[Saved entries]
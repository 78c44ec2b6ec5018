//! Daily generation quota
//!
//! A quota service answers one question: may another run start today? The
//! caller asks before starting a run; the orchestrator itself never touches
//! the quota.

use atelier_core::{AtelierError, Result};
use chrono::NaiveDate;
use serde::{Deserialize, Serialize};
use std::collections::BTreeMap;
use std::path::{Path, PathBuf};
use std::sync::Mutex;

/// Consumes one unit of a per-day allowance
pub trait QuotaService: Send + Sync {
    /// If `date` still has allowance left, consume one unit and return true
    fn check_and_consume(&self, date: NaiveDate) -> Result<bool>;

    /// Units already consumed on `date`
    fn used(&self, date: NaiveDate) -> Result<u32>;

    fn daily_limit(&self) -> u32;
}

/// File-backed quota store, one TOML table of `date -> count`.
///
/// Only days that were actually used are stored; stale days are pruned on
/// every write.
pub struct FileQuotaStore {
    path: PathBuf,
    daily_limit: u32,
    lock: Mutex<()>,
}

#[derive(Debug, Default, Serialize, Deserialize)]
struct QuotaFile {
    #[serde(default)]
    usage: BTreeMap<String, u32>,
}

impl FileQuotaStore {
    pub fn new<P: AsRef<Path>>(path: P, daily_limit: u32) -> Self {
        Self {
            path: path.as_ref().to_path_buf(),
            daily_limit,
            lock: Mutex::new(()),
        }
    }

    fn read(&self) -> Result<QuotaFile> {
        if !self.path.exists() {
            return Ok(QuotaFile::default());
        }
        let content = std::fs::read_to_string(&self.path)?;
        toml::from_str(&content).map_err(|e| {
            AtelierError::QuotaError(format!(
                "Failed to parse quota file {}: {}",
                self.path.display(),
                e
            ))
        })
    }

    fn write(&self, file: &QuotaFile) -> Result<()> {
        if let Some(parent) = self.path.parent() {
            if !parent.as_os_str().is_empty() {
                std::fs::create_dir_all(parent)?;
            }
        }
        let content = toml::to_string_pretty(file)?;
        std::fs::write(&self.path, content)?;
        Ok(())
    }
}

impl QuotaService for FileQuotaStore {
    fn check_and_consume(&self, date: NaiveDate) -> Result<bool> {
        let _guard = self
            .lock
            .lock()
            .map_err(|_| AtelierError::QuotaError("Quota lock poisoned".to_string()))?;

        let mut file = self.read()?;
        let key = date.to_string();
        let used = file.usage.get(&key).copied().unwrap_or(0);
        if used >= self.daily_limit {
            tracing::info!(%date, used, limit = self.daily_limit, "daily quota exhausted");
            return Ok(false);
        }

        file.usage.retain(|day, _| day == &key);
        file.usage.insert(key, used + 1);
        self.write(&file)?;
        Ok(true)
    }

    fn used(&self, date: NaiveDate) -> Result<u32> {
        let file = self.read()?;
        Ok(file.usage.get(&date.to_string()).copied().unwrap_or(0))
    }

    fn daily_limit(&self) -> u32 {
        self.daily_limit
    }
}

/// In-memory quota store
pub struct MemoryQuotaStore {
    daily_limit: u32,
    usage: Mutex<BTreeMap<NaiveDate, u32>>,
}

impl MemoryQuotaStore {
    pub fn new(daily_limit: u32) -> Self {
        Self {
            daily_limit,
            usage: Mutex::new(BTreeMap::new()),
        }
    }
}

impl QuotaService for MemoryQuotaStore {
    fn check_and_consume(&self, date: NaiveDate) -> Result<bool> {
        let mut usage = self
            .usage
            .lock()
            .map_err(|_| AtelierError::QuotaError("Quota lock poisoned".to_string()))?;
        let used = usage.entry(date).or_insert(0);
        if *used >= self.daily_limit {
            return Ok(false);
        }
        *used += 1;
        Ok(true)
    }

    fn used(&self, date: NaiveDate) -> Result<u32> {
        let usage = self
            .usage
            .lock()
            .map_err(|_| AtelierError::QuotaError("Quota lock poisoned".to_string()))?;
        Ok(usage.get(&date).copied().unwrap_or(0))
    }

    fn daily_limit(&self) -> u32 {
        self.daily_limit
    }
}

#[cfg(test)]
mod tests {
    use super::*;

    fn temp_dir() -> PathBuf {
        let dir = std::env::temp_dir().join(format!("atelier_quota_test_{}", uuid::Uuid::new_v4()));
        std::fs::create_dir_all(&dir).unwrap();
        dir
    }

    fn day(d: u32) -> NaiveDate {
        NaiveDate::from_ymd_opt(2026, 10, d).unwrap()
    }

    #[test]
    fn test_memory_store_enforces_limit_per_day() {
        let store = MemoryQuotaStore::new(2);
        assert!(store.check_and_consume(day(1)).unwrap());
        assert!(store.check_and_consume(day(1)).unwrap());
        assert!(!store.check_and_consume(day(1)).unwrap());
        assert_eq!(store.used(day(1)).unwrap(), 2);

        // A new day starts fresh
        assert!(store.check_and_consume(day(2)).unwrap());
        assert_eq!(store.used(day(2)).unwrap(), 1);
    }

    #[test]
    fn test_file_store_persists_across_instances() {
        let dir = temp_dir();
        let path = dir.join("nested").join("quota.toml");

        let store = FileQuotaStore::new(&path, 2);
        assert!(store.check_and_consume(day(5)).unwrap());

        let reopened = FileQuotaStore::new(&path, 2);
        assert_eq!(reopened.used(day(5)).unwrap(), 1);
        assert!(reopened.check_and_consume(day(5)).unwrap());
        assert!(!reopened.check_and_consume(day(5)).unwrap());

        std::fs::remove_dir_all(&dir).ok();
    }

    #[test]
    fn test_file_store_prunes_old_days() {
        let dir = temp_dir();
        let path = dir.join("quota.toml");

        let store = FileQuotaStore::new(&path, 5);
        store.check_and_consume(day(5)).unwrap();
        store.check_and_consume(day(6)).unwrap();

        assert_eq!(store.used(day(5)).unwrap(), 0);
        assert_eq!(store.used(day(6)).unwrap(), 1);
        let content = std::fs::read_to_string(&path).unwrap();
        assert!(!content.contains("2026-10-05"));

        std::fs::remove_dir_all(&dir).ok();
    }

    #[test]
    fn test_file_store_missing_file_is_zero() {
        let dir = temp_dir();
        let store = FileQuotaStore::new(dir.join("absent.toml"), 1);
        assert_eq!(store.used(day(1)).unwrap(), 0);
        assert_eq!(store.daily_limit(), 1);
        std::fs::remove_dir_all(&dir).ok();
    }

    #[test]
    fn test_file_store_corrupt_file_is_quota_error() {
        let dir = temp_dir();
        let path = dir.join("quota.toml");
        std::fs::write(&path, "usage = [not valid").unwrap();
        let store = FileQuotaStore::new(&path, 1);
        assert!(matches!(
            store.check_and_consume(day(1)),
            Err(AtelierError::QuotaError(_))
        ));
        std::fs::remove_dir_all(&dir).ok();
    }
}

* [What is expected]: Every line above that contains the word "Deserialize" should be reported.

* [Finished exercise]:
use serde::{Deserialize, Serialize};
#[derive(Debug, Default, Serialize, Deserialize)]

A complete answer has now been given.